The way Campus 9 is situated, Bungie all but insists that the player hole up inside its abandoned research lab. From there, the objective is mind-numbingly straightforward and arbitrary: kill all the enemies and survive for three waves. And yet moments like these are precisely when Destiny’s gunplay is allowed to flourish. Where headshots had been the icing on the cake before, encounters like this make them painfully necessary. A critical hit will let you one-shot most enemies while failing to do so will leave you stuck halfway through the reload animation as your guardian gets pummeled with neon colored lasers.

This dynamic magnifies the consequences for every momentary consideration and impulsive motor reflex. Time your shots well, weaving in and out of cover during reloads, and Destiny starts to resemble less a shooting gallery than space ballet. Like consistently hitting the beat in Dance Dance Revolution or clicking the right chords in Guitar Hero, the noise fades away to reveal something more coordinated and unified. For a second you feel like you’re the one actually making the music. And in Destiny, for those brief moments of hyper-efficient carnage, you catch an intoxicating glimpse of what it might feel like to be an actual space wizard.

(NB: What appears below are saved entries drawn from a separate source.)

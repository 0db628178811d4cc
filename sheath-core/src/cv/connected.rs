// Copyright (c) 2025, Tom Ouellette
// Licensed under the MIT License

use std::cmp::Ordering;

/// Pixel adjacency used when grouping pixels into components
#[derive(Debug, Clone, Copy, PartialEq, Eq)]
pub enum Connectivity {
    /// Edge neighbors only
    Four,
    /// Edge and diagonal neighbors
    Eight,
}

/// A union-find structure for finding and merging connected components
pub struct UnionFind {
    parent: Vec<usize>,
    rank: Vec<usize>,
}

impl UnionFind {
    /// Initialize a new union-find object with `n` elements in `n` sets
    pub fn new(n: usize) -> Self {
        UnionFind {
            parent: (0..n).collect(),
            rank: vec![1; n],
        }
    }

    /// Find the root of the set containing `x`
    pub fn find(&mut self, x: usize) -> usize {
        let mut root = x;
        while self.parent[root] != root {
            root = self.parent[root];
        }

        // Path compression without recursion so large masks cannot overflow
        let mut node = x;
        while self.parent[node] != root {
            let next = self.parent[node];
            self.parent[node] = root;
            node = next;
        }

        root
    }

    /// Merge sets containing `x` and `y`
    pub fn union(&mut self, x: usize, y: usize) {
        let root_x = self.find(x);
        let root_y = self.find(y);

        if root_x != root_y {
            match self.rank[root_x].cmp(&self.rank[root_y]) {
                Ordering::Greater => self.parent[root_y] = root_x,
                Ordering::Less => self.parent[root_x] = root_y,
                Ordering::Equal => {
                    self.parent[root_y] = root_x;
                    self.rank[root_x] += 1;
                }
            }
        }
    }

    /// Check if `x` and `y` belong to the same set
    pub fn connected(&mut self, x: usize, y: usize) -> bool {
        self.find(x) == self.find(y)
    }
}

/// Two-pass 8-connected component labeling on mask buffers
///
/// Every non-zero pixel is foreground regardless of its value. Labels are
/// union-find roots, so they are unique per component but not incremental.
///
/// # Arguments
///
/// * `width` - Width of mask
/// * `height` - Height of mask
/// * `buffer` - A row-major mask buffer
///
/// # Examples
///
/// ```
/// use sheath_core::cv::connected_components;
///
/// let buffer: Vec<u32> = vec![10, 10, 10, 0, 0, 0, 20, 20, 20];
/// let labels = connected_components(3, 3, &buffer);
/// assert_eq!(labels, [1, 1, 1, 0, 0, 0, 2, 2, 2]);
/// ```
pub fn connected_components(width: u32, height: u32, buffer: &[u32]) -> Vec<u32> {
    label_components(width, height, buffer, Connectivity::Eight)
}

/// Two-pass component labeling with a chosen connectivity
///
/// # Arguments
///
/// * `width` - Width of mask
/// * `height` - Height of mask
/// * `buffer` - A row-major mask buffer
/// * `connectivity` - Four or eight neighbor adjacency
pub fn label_components(
    width: u32,
    height: u32,
    buffer: &[u32],
    connectivity: Connectivity,
) -> Vec<u32> {
    let width = width as usize;
    let height = height as usize;
    let size = width * height;

    let mut labels = vec![0u32; size];
    let mut next_label = 1u32;

    // Label 0 is reserved for background so sets are indexed from 1
    let mut uf = UnionFind::new(size + 1);

    for y in 0..height {
        for x in 0..width {
            let idx = y * width + x;
            if buffer[idx] == 0 {
                continue;
            }

            let mut neighbors = [0u32; 4];
            let mut n = 0;

            let mut visit = |other: usize| {
                if buffer[other] != 0 {
                    neighbors[n] = labels[other];
                    n += 1;
                }
            };

            if x > 0 {
                visit(idx - 1);
            }

            if y > 0 {
                visit(idx - width);
            }

            if connectivity == Connectivity::Eight && y > 0 {
                if x > 0 {
                    visit(idx - width - 1);
                }
                if x + 1 < width {
                    visit(idx - width + 1);
                }
            }

            let neighbors = &neighbors[..n];

            match neighbors.iter().min() {
                None => {
                    labels[idx] = next_label;
                    next_label += 1;
                }
                Some(&min_label) => {
                    labels[idx] = min_label;
                    for &label in neighbors {
                        uf.union(min_label as usize, label as usize);
                    }
                }
            }
        }
    }

    for label in labels.iter_mut().filter(|label| **label != 0) {
        *label = uf.find(*label as usize) as u32;
    }

    labels
}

“Are you crazy? The fall will probably kill you,” an overly confident and self-destructive Paul Newman tells Robert Redford in Butch Cassidy and the Sundance Kid. On the run from law enforcement after a botched train robbery, Newman’s Cassidy and Redford’s Kid happen on a cliff overlooking a river before Kid is forced to confess that he can’t swim. The scene is iconic, not least of all for the charming chemistry for the two actors in it, but also because of the delicate way it frames the movie’s mix of nihilism and humor.

Candy Crush with skyboxes

For those reasons, or others, the designers at Bungie decided to name one of Destiny’s better Year One hand cannons after it. TFWPKY 1969 isn’t the best, or even in the running, but for reasons less to do with its overall quality than how the weapon feels and handles in the moment, it became my favorite. It fires quickly with up to thirteen in the chamber while still making each bullet feel substantive. Where guns like the aptly named Last Word tend toward overkill, TFWPKY 1969 encourages a light but brisk touch. In other words, it’s a headshot machine, light enough to handle quickly but powerful enough to put the lights out.

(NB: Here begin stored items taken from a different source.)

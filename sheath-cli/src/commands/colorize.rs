// Copyright (c) 2025, Tom Ouellette
// Licensed under the BSD 3-Clause License

use std::path::PathBuf;

use clap::Args;

use sheath_core::constant;
use sheath_core::engine::MaskSuffixes;
use sheath_core::plugin;

use super::{fail, open_segmented};

const COMMAND: &str = "colorize";

#[derive(Debug, Args)]
#[command(about = "Overlay axon and myelin masks on their image.")]
pub struct ColorizeArgs {
    #[arg(short = 'i', long, help = "Image with masks saved next to it.", required = true)]
    pub input: Option<String>,

    #[arg(short = 'o', long, help = "Output RGB image.", required = true)]
    pub output: Option<String>,

    #[arg(long, help = "Mask opacity between 0 and 1.", default_value_t = constant::OVERLAY_OPACITY)]
    pub opacity: f32,
}

pub fn colorize(args: &ColorizeArgs) {
    if !(0.0..=1.0).contains(&args.opacity) {
        fail(COMMAND, "Opacity must be between 0 and 1.");
    }

    let input = PathBuf::from(args.input.to_owned().unwrap_or_default());
    let output = PathBuf::from(args.output.to_owned().unwrap_or_default());

    let session =
        open_segmented(&input, &MaskSuffixes::default()).unwrap_or_else(|err| fail(COMMAND, err));

    let overlay =
        plugin::colorize_selection(&session, args.opacity).unwrap_or_else(|err| fail(COMMAND, err));

    overlay.save(&output).unwrap_or_else(|err| fail(COMMAND, err));
}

People have written endlessly about the excruciatingly bland Skinner box that is Destiny’s progression system. It’s grindy, obtuse, and yet for some people all but completely irresistible. While the game’s legacy will for those reasons always invite speculation on its darker side as a sci-fi Candy Crush with skyboxes, it’s the gunplay, and its quixotic hand cannons in particular, that ultimately redeem it.

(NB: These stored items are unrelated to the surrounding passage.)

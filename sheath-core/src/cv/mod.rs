pub mod connected;
pub mod fill;

pub use connected::{Connectivity, connected_components, label_components};
pub use fill::{enclosed_holes, fill_holes};
use channelz_types::Timestamp;
use std::sync::OnceLock;
use std::time::SystemTime;

struct CycleClock {
    clock: quanta::Clock,
    anchor_raw: u64,
    anchor_wall: SystemTime,
}

fn cycle_clock() -> &'static CycleClock {
    static CLOCK: OnceLock<CycleClock> = OnceLock::new();
    CLOCK.get_or_init(|| {
        let clock = quanta::Clock::new();
        let anchor_raw = clock.raw();
        CycleClock {
            clock,
            anchor_raw,
            anchor_wall: SystemTime::now(),
        }
    })
}

/// Raw cycle reading. Opaque: only meaningful through [`cycle_to_timestamp`].
pub(crate) fn cycle_now() -> u64 {
    cycle_clock().clock.raw()
}

pub(crate) fn cycle_to_timestamp(raw: u64) -> Timestamp {
    let clock = cycle_clock();
    let wall = if raw >= clock.anchor_raw {
        clock.anchor_wall + clock.clock.delta(clock.anchor_raw, raw)
    } else {
        clock
            .anchor_wall
            .checked_sub(clock.clock.delta(raw, clock.anchor_raw))
            .unwrap_or(SystemTime::UNIX_EPOCH)
    };
    Timestamp::from(wall)
}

Contrary to every modern trend in action movies and videogames, Butch Cassidy and the Sundance Kid doesn’t end with an hour-long action setpiece. Instead, it concludes with a freeze frame on Newman and Redford’s faces as they launch themselves against the Bolivian army. It’s heroically hopeless. A call back to the irony of Cassidy’s fatalistic punch line at the waterfall, reinforced by the contradiction of hearing the gunfire from the final shootout, but not being able to see it.

There is nothing so acutely subtle in Destiny. Its only relief comes from individual moments of twitchy grandeur. Unleashing hell on a few dozen aliens with breathless proficiency before diving behind some rocks in order to reload and dispatch the rest. The fall probably will kill you, but every so often it doesn’t, at which point you can bask in the silence made possible by arriving at a solution and executing it with a modicum of digital grace. Shootouts in Destiny can get grizzly, but the hand cannon offers a clean way out, like if Cassidy and Kid had had Keanu Reeves’ John Wick in them. A puzzle less complex than the wordplay of a crossword, but no less complete and satisfying, each headshot its own slight revelation toward a larger design.